# [Source data]
:::

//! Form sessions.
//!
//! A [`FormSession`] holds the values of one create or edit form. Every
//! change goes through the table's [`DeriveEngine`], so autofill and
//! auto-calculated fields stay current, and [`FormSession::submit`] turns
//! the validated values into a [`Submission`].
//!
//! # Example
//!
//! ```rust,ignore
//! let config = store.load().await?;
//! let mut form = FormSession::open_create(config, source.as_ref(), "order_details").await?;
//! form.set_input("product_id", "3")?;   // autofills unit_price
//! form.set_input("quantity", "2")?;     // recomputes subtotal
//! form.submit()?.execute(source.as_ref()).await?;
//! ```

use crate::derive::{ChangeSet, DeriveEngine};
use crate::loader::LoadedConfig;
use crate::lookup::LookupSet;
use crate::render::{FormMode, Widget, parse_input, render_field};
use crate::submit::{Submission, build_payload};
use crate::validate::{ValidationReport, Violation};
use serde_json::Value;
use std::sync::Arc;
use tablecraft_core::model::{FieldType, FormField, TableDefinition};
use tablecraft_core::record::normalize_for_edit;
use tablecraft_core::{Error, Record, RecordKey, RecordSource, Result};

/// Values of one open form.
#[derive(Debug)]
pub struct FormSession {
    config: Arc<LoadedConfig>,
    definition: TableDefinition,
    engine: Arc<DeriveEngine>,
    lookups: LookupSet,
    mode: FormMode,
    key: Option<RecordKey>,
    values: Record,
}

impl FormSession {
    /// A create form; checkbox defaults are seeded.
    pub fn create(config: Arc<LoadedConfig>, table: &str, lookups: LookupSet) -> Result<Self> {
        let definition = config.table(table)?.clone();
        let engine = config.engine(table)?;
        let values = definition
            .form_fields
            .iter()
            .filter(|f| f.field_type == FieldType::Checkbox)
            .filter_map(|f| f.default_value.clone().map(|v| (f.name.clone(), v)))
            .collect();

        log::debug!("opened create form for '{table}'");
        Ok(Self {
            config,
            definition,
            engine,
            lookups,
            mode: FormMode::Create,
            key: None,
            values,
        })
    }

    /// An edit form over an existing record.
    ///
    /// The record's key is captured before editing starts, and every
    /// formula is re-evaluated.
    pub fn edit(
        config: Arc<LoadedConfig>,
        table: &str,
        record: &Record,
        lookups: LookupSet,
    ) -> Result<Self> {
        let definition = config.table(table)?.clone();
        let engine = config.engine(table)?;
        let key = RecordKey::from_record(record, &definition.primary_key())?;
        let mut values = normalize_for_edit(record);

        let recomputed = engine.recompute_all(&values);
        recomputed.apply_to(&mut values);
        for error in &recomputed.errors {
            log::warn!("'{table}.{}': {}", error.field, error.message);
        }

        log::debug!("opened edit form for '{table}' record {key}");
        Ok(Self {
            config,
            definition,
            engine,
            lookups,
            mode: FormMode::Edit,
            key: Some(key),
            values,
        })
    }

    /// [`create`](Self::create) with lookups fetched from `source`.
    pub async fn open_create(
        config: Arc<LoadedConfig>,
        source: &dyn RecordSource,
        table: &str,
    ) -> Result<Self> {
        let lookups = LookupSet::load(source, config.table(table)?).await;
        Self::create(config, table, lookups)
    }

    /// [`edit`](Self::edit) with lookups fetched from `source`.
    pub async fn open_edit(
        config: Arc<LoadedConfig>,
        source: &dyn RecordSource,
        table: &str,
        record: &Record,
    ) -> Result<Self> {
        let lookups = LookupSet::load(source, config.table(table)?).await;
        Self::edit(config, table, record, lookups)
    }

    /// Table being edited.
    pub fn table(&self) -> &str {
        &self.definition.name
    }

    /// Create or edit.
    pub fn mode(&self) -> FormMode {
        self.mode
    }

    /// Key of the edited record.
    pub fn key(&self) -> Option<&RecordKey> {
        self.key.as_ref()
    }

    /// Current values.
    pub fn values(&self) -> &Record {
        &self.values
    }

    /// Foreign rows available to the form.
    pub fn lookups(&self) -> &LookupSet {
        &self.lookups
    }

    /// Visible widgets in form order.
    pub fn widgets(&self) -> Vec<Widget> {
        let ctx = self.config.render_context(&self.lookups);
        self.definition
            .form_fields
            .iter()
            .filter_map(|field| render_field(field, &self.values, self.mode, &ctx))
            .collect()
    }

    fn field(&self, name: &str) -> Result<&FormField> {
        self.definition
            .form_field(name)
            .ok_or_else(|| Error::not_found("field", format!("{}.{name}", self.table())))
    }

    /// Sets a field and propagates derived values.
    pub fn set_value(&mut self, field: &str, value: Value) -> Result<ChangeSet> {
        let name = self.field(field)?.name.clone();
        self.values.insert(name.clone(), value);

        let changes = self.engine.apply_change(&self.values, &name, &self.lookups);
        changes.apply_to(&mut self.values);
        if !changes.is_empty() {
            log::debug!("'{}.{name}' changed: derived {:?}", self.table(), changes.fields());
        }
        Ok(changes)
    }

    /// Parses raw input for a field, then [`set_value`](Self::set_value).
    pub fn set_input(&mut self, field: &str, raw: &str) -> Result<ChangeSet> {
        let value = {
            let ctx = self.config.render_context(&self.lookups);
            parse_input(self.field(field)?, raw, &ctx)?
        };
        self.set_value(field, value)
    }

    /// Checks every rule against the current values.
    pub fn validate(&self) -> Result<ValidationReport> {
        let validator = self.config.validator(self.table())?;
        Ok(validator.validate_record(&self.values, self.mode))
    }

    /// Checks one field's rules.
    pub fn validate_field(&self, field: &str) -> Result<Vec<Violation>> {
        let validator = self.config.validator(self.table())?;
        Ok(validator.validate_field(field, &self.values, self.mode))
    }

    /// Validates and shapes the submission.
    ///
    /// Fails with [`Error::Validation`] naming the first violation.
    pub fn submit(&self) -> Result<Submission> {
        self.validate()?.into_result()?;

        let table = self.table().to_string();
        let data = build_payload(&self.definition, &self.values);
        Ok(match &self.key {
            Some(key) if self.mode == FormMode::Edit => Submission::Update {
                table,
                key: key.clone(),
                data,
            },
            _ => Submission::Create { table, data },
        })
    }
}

:::

# [Task description]
The response must consist solely of the lines from the top of the records through the line holding "auto-calculated fields stay", copied word for word.

# [The answer]
//! Form sessions.
//!
//! A [`FormSession`] holds the values of one create or edit form. Every
//! change goes through the table's [`DeriveEngine`], so autofill and
//! auto-calculated fields stay current, and [`FormSession::submit`] turns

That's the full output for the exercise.